From the article
My partner, Michael, and I had lived in Utah only a few weeks when Ezekiel paid us his first visit. Close to 90 and crippled by arthritis, Ezekiel was our neighbor. It took him half an hour to walk the stretch of lawn between our houses. When he got to the concrete steps of our porch, he would fall to his knees, then climb the stairs to ring the bell. Upon learning we were nonbelievers, he arrived monthly, often bearing produce from his garden along with his testimony.

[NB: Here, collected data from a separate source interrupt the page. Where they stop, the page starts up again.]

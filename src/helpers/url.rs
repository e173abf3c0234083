//! URL helpers

/// Percent-encode a value for use inside a query string
pub fn encode_query(value: &str) -> String {
    percent_encoding::utf8_percent_encode(value, percent_encoding::NON_ALPHANUMERIC).to_string()
}

/// Join the site URL and a site-relative path
pub fn full_url(base_url: &str, path: &str) -> String {
    format!(
        "{}/{}",
        base_url.trim_end_matches('/'),
        path.trim_start_matches('/')
    )
}

#[cfg(test)]
mod tests {
    use super::*;

    #[test]
    fn test_encode_query() {
        assert_eq!(encode_query("a b&c"), "a%20b%26c");
        assert_eq!(encode_query("memo"), "memo");
    }

    #[test]
    fn test_full_url() {
        assert_eq!(
            full_url("https://example.com/", "/blog/a-b"),
            "https://example.com/blog/a-b"
        );
        assert_eq!(full_url("https://example.com", ""), "https://example.com/");
    }
}
//! Owner authentication: signed bearer cookie

mod clock;
mod token;

pub use clock::{Clock, FixedClock, SystemClock};
pub use token::{TokenError, TokenSigner, MAX_AGE_MS};

/// Name of the cookie carrying the session token
pub const COOKIE_NAME: &str = "owner_session";

/// `Set-Cookie` value that stores `token` for the token lifetime
pub fn session_cookie(token: &str, secure: bool) -> String {
    format!(
        "{}={}; Path=/; HttpOnly;{} SameSite=Lax; Max-Age={}",
        COOKIE_NAME,
        token,
        if secure { " Secure;" } else { "" },
        MAX_AGE_MS / 1000
    )
}

/// `Set-Cookie` value that clears the session cookie
pub fn clear_cookie(secure: bool) -> String {
    format!(
        "{}=; Path=/; Max-Age=0; HttpOnly;{} SameSite=Lax",
        COOKIE_NAME,
        if secure { " Secure;" } else { "" },
    )
}
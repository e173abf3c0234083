//! Small string helpers shared by templates and feeds

mod html;
mod url;

pub use html::*;
pub use url::*;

We tolerated his visits because we didn’t want to offend, but his persistence became annoying. “If you read the Book of Mormon with an open heart,” he would say, “then you will know it is true.” He described how often he prayed for us and the temple work his wife was doing in our name. Pamphlets were wedged in our door, paperback copies of Mormon literature left on our steps. Michael and I found ourselves hiding in our own house, asking, “Do you think he’s still there?” I threw the zucchini away, along with the books. I felt that accepting anything from him meant accepting all of it.

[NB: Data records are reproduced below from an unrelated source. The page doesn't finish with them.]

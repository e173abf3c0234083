//! CLI entry point for quill-rs

use anyhow::{Context, Result};
use clap::{Parser, Subcommand};
use std::path::PathBuf;
use tracing_subscriber::{layer::SubscriberExt, util::SubscriberInitExt};

#[derive(Parser)]
#[command(name = "quill-rs")]
#[command(version)]
#[command(about = "A single-owner blog with in-browser editing and git publishing", long_about = None)]
struct Cli {
    /// Set the base directory (defaults to current directory)
    #[arg(short, long, global = true)]
    cwd: Option<PathBuf>,

    /// Enable debug output
    #[arg(short, long, global = true)]
    debug: bool,

    #[command(subcommand)]
    command: Commands,
}

#[derive(Subcommand)]
enum Commands {
    /// Start the blog server
    #[command(alias = "s")]
    Serve {
        /// Port to listen on
        #[arg(short, long, default_value = "3000")]
        port: u16,

        /// IP address to bind to
        #[arg(short, long, default_value = "127.0.0.1")]
        ip: String,
    },

    /// Create a new draft post
    New {
        /// Title of the new post
        title: String,

        /// Slug for the new post (derived from the title by default)
        #[arg(short, long)]
        slug: Option<String>,
    },

    /// List site information
    List {
        /// Type of content to list (post, tag)
        #[arg(default_value = "post")]
        r#type: String,
    },

    /// Display version information
    Version,
}

#[tokio::main]
async fn main() -> Result<()> {
    let cli = Cli::parse();

    // Initialize logging
    let filter = if cli.debug {
        "quill_rs=debug,info"
    } else {
        "quill_rs=info"
    };

    tracing_subscriber::registry()
        .with(
            tracing_subscriber::EnvFilter::try_from_default_env().unwrap_or_else(|_| filter.into()),
        )
        .with(tracing_subscriber::fmt::layer())
        .init();

    // Determine base directory
    let base_dir = match cli.cwd {
        Some(dir) => dir,
        None => std::env::current_dir().context("Cannot determine current directory")?,
    };

    match cli.command {
        Commands::Serve { port, ip } => {
            let blog = quill_rs::Blog::new(&base_dir)?;
            tracing::info!("Starting server at http://{}:{}", ip, port);
            quill_rs::server::start(&blog, &ip, port).await?;
        }

        Commands::New { title, slug } => {
            let blog = quill_rs::Blog::new(&base_dir)?;
            tracing::info!("Creating new post with title: {}", title);
            quill_rs::commands::new::run(&blog, &title, slug.as_deref())?;
        }

        Commands::List { r#type } => {
            let blog = quill_rs::Blog::new(&base_dir)?;
            quill_rs::commands::list::run(&blog, &r#type)?;
        }

        Commands::Version => {
            println!("quill-rs version {}", env!("CARGO_PKG_VERSION"));
        }
    }

    Ok(())
}
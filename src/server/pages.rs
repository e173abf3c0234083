//! Public pages, editor page and feeds

use axum::{
    extract::{Path, Query, State},
    http::{header, StatusCode},
    response::{Html, IntoResponse, Redirect, Response},
};
use serde::{Deserialize, Serialize};
use std::sync::Arc;
use tera::Context;

use super::AppState;
use crate::content::query::{filter_posts, is_book, tag_counts};
use crate::error::Error;
use crate::feed::{render_rss, render_sitemap};

const SIDEBAR_LATEST: usize = 5;
const SIDEBAR_BOOKS: usize = 5;
const SIDEBAR_TAGS: usize = 50;

const XML_CONTENT_TYPE: &str = "application/xml; charset=UTF-8";

#[derive(Debug, Default, Deserialize)]
pub struct BlogQuery {
    q: Option<String>,
}

#[derive(Debug, Serialize)]
struct TagCount {
    name: String,
    count: usize,
}

/// Context values the layout needs on every page
fn page_context(state: &AppState, title: &str, query: &str) -> Context {
    let mut context = Context::new();
    context.insert("lang", &state.config.language);
    context.insert("site_title", &state.config.title);
    context.insert("page_title", title);
    context.insert("query", query);
    context
}

fn render(
    state: &AppState,
    template_name: &str,
    context: &Context,
) -> Result<Html<String>, Error> {
    state
        .templates
        .render(template_name, context)
        .map(Html)
        .map_err(|e| Error::Render(format!("{:#}", e)))
}

/// GET /
pub async fn home() -> Redirect {
    Redirect::temporary("/blog")
}

/// GET /blog?q=
pub async fn blog_index(
    State(state): State<Arc<AppState>>,
    Query(params): Query<BlogQuery>,
) -> Result<Html<String>, Error> {
    let query = params.q.unwrap_or_default();
    let query = query.trim();
    let posts = state.posts().await?;
    let filtered = filter_posts(&posts, query);

    let mut context = page_context(&state, "Blog", query);
    match filtered.split_first() {
        Some((featured, rest)) => {
            context.insert("featured", featured);
            context.insert("featured_html", &state.markdown.render(&featured.content));
            context.insert("rest", rest);
        }
        None => context.insert("featured", &None::<()>),
    }

    let latest: Vec<_> = filtered.iter().take(SIDEBAR_LATEST).collect();
    let books: Vec<_> = filtered
        .iter()
        .filter(|p| is_book(p))
        .take(SIDEBAR_BOOKS)
        .collect();
    let tags: Vec<_> = tag_counts(filtered.iter().copied())
        .into_iter()
        .take(SIDEBAR_TAGS)
        .map(|(name, count)| TagCount { name, count })
        .collect();
    context.insert("latest", &latest);
    context.insert("books", &books);
    context.insert("tags", &tags);

    render(&state, "blog.html", &context)
}

/// GET /blog/{slug}
pub async fn post_detail(
    State(state): State<Arc<AppState>>,
    Path(slug): Path<String>,
) -> Result<Response, Error> {
    let post = match state.post(slug).await? {
        Some(post) if post.meta.published => post,
        _ => {
            let context = page_context(&state, "Not found", "");
            let page = render(&state, "not_found.html", &context)?;
            return Ok((StatusCode::NOT_FOUND, page).into_response());
        }
    };

    let mut context = page_context(&state, &post.meta.title, "");
    context.insert("content_html", &state.markdown.render(&post.content));
    context.insert("post", &post);
    Ok(render(&state, "post.html", &context)?.into_response())
}

/// GET /login
pub async fn login(State(state): State<Arc<AppState>>) -> Result<Html<String>, Error> {
    render(&state, "login.html", &page_context(&state, "Login", ""))
}

/// GET /write
pub async fn write(State(state): State<Arc<AppState>>) -> Result<Html<String>, Error> {
    let mut context = page_context(&state, "Write", "");
    context.insert("today", &state.clock.now().format("%Y-%m-%d").to_string());
    render(&state, "write.html", &context)
}

/// GET /rss
pub async fn rss(State(state): State<Arc<AppState>>) -> Result<Response, Error> {
    let posts = state.posts().await?;
    let xml = render_rss(&state.config, &posts, state.clock.now());
    Ok(([(header::CONTENT_TYPE, XML_CONTENT_TYPE)], xml).into_response())
}

/// GET /sitemap.xml
pub async fn sitemap(State(state): State<Arc<AppState>>) -> Result<Response, Error> {
    let posts = state.posts().await?;
    let xml = render_sitemap(&state.config, &posts, state.clock.now());
    Ok(([(header::CONTENT_TYPE, XML_CONTENT_TYPE)], xml).into_response())
}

One day, perhaps not long after a student called me a “feminazi” on my teaching evaluations, I watched Ezekiel from the window as he walked toward our house. Instead of hiding, I opened the door before he could even ring, just as he picked up his body from the ground. “Come in,” I said. I helped him up the stairs. I could feel the thin bones in his arms, the push of his ribs. At any other moment, such fragility in a human being would have cast me back on my own mortality. Now his efforts just incensed me.
He collapsed into the couch, back rounded, breath coming quickly. I offered him water, the only beverage in the house I knew he was allowed to drink.
“Have you read the books I have given you?” he asked, taking the glass from me. His hand shook, water sloshing at the rim. “Have you prayed on them?”
Standing in front of his broken form, my urge was to throw my clothes off and stand naked in front of him. I wanted to be seen not as someone to convert but as someone who could refuse his version of salvation and still not be lost. While he continued to talk about Scripture, I imagined him shielding his gaze from my breasts.
Instead, clothed and standing, I screamed, “We don’t want to become Mormon!” He flinched, drew his hand to his chest, and was silent.